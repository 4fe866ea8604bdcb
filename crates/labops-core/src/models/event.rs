//! Order history events.

use chrono::{DateTime, Utc};
use serde::{Deserialize, Serialize};

use super::OrderStatus;

/// What happened to an order.
#[derive(Debug, Clone, Serialize, Deserialize, PartialEq)]
#[serde(tag = "type", rename_all = "snake_case")]
pub enum OrderEventKind {
    Created { order_number: String, total_amount: i64 },
    StatusChanged { from: OrderStatus, to: OrderStatus },
    CollectorAssigned { collector_id: String },
    CollectorReleased { collector_id: String },
}

/// One entry in an order's append-only, hash-chained history.
#[derive(Debug, Clone, Serialize, Deserialize, PartialEq)]
pub struct OrderEvent {
    pub order_id: String,
    /// Position in the order's history, starting at 1
    pub sequence: u32,
    pub kind: OrderEventKind,
    pub recorded_at: DateTime<Utc>,
    /// Hash of the previous event (`None` for the first)
    pub prev_hash: Option<String>,
    /// SHA-256 over `prev_hash` and this event's content
    pub hash: String,
}
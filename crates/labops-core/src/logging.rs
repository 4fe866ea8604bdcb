//! Structured logging setup.

use std::sync::OnceLock;

use tracing_subscriber::EnvFilter;

use crate::config::LabOpsConfig;

static LOGGER_INITIALIZED: OnceLock<()> = OnceLock::new();

/// Install a global `tracing` subscriber once per process.
///
/// `RUST_LOG` takes precedence over `level`. Later calls are no-ops, and an
/// existing global subscriber (e.g. installed by an FFI host) is left alone.
pub fn init_logging(level: &str, json: bool) {
    LOGGER_INITIALIZED.get_or_init(|| {
        let filter = EnvFilter::try_from_default_env().unwrap_or_else(|_| EnvFilter::new(level));

        let result = if json {
            tracing_subscriber::fmt()
                .with_env_filter(filter)
                .with_target(true)
                .json()
                .try_init()
        } else {
            tracing_subscriber::fmt()
                .with_env_filter(filter)
                .with_target(true)
                .try_init()
        };

        if result.is_err() {
            tracing::debug!("Global tracing subscriber already initialized - continuing with existing subscriber");
        }

        tracing::info!(level, json, "Logging initialized");
    });
}

/// Install logging from configuration.
pub fn init_from_config(config: &LabOpsConfig) {
    init_logging(&config.log_level, config.log_json);
}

........

Try it
Write the entries out a second time. Match them exactly.

Answer to the problem
repository 4fe866ea8604bdcb
filename crates/labops-core/src/models/event.rs
//! Order history events.

use chrono::{DateTime, Utc};
use serde::{Deserialize, Serialize};

use super::OrderStatus;

/// What happened to an order.
#[derive(Debug, Clone, Serialize, Deserialize, PartialEq)]
#[serde(tag = "type", rename_all = "snake_case")]
pub enum OrderEventKind {
    Created { order_number: String, total_amount: i64 },
    StatusChanged { from: OrderStatus, to: OrderStatus },
    CollectorAssigned { collector_id: String },
    CollectorReleased { collector_id: String },
}

/// One entry in an order's append-only, hash-chained history.
#[derive(Debug, Clone, Serialize, Deserialize, PartialEq)]
pub struct OrderEvent {
    pub order_id: String,
    /// Position in the order's history, starting at 1
    pub sequence: u32,
    pub kind: OrderEventKind,
    pub recorded_at: DateTime<Utc>,
    /// Hash of the previous event (`None` for the first)
    pub prev_hash: Option<String>,
    /// SHA-256 over `prev_hash` and this event's content
    pub hash: String,
}
filename crates/labops-core/src/logging.rs
repository 4fe866ea8604bdcb
//! Structured logging setup.

use std::sync::OnceLock;

use tracing_subscriber::EnvFilter;

use crate::config::LabOpsConfig;

static LOGGER_INITIALIZED: OnceLock<()> = OnceLock::new();

/// Install a global `tracing` subscriber once per process.
///
/// `RUST_LOG` takes precedence over `level`. Later calls are no-ops, and an
/// existing global subscriber (e.g. installed by an FFI host) is left alone.
pub fn init_logging(level: &str, json: bool) {
    LOGGER_INITIALIZED.get_or_init(|| {
        let filter = EnvFilter::try_from_default_env().unwrap_or_else(|_| EnvFilter::new(level));

        let result = if json {
            tracing_subscriber::fmt()
                .with_env_filter(filter)
                .with_target(true)
                .json()
                .try_init()
        } else {
            tracing_subscriber::fmt()
                .with_env_filter(filter)
                .with_target(true)
                .try_init()
        };

        if result.is_err() {
            tracing::debug!("Global tracing subscriber already initialized - continuing with existing subscriber");
        }

        tracing::info!(level, json, "Logging initialized");
    });
}

/// Install logging from configuration.
pub fn init_from_config(config: &LabOpsConfig) {
    init_logging(&config.log_level, config.log_json);
}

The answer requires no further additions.